Work to be completed
Every line that contains "over" must be located and copied from the data.

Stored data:
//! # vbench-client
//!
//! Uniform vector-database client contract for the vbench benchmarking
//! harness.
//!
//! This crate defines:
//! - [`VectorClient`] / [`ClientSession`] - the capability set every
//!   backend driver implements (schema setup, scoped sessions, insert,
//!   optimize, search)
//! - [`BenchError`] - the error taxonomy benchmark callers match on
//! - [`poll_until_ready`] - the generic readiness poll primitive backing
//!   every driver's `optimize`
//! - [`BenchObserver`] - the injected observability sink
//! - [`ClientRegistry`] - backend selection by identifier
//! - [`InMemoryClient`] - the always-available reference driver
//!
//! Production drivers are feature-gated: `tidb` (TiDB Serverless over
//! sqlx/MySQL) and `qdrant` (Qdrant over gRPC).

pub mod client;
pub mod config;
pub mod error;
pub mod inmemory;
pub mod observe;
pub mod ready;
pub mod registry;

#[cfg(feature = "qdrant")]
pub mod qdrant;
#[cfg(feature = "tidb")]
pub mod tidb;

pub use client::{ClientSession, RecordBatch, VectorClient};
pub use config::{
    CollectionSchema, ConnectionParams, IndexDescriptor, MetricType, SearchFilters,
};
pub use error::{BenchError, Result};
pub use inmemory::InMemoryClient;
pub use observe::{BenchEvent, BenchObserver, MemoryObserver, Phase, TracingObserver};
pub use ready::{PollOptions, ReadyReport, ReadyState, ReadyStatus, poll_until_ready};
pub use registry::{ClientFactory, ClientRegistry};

Output
//! Production drivers are feature-gated: `tidb` (TiDB Serverless over
//! sqlx/MySQL) and `qdrant` (Qdrant over gRPC).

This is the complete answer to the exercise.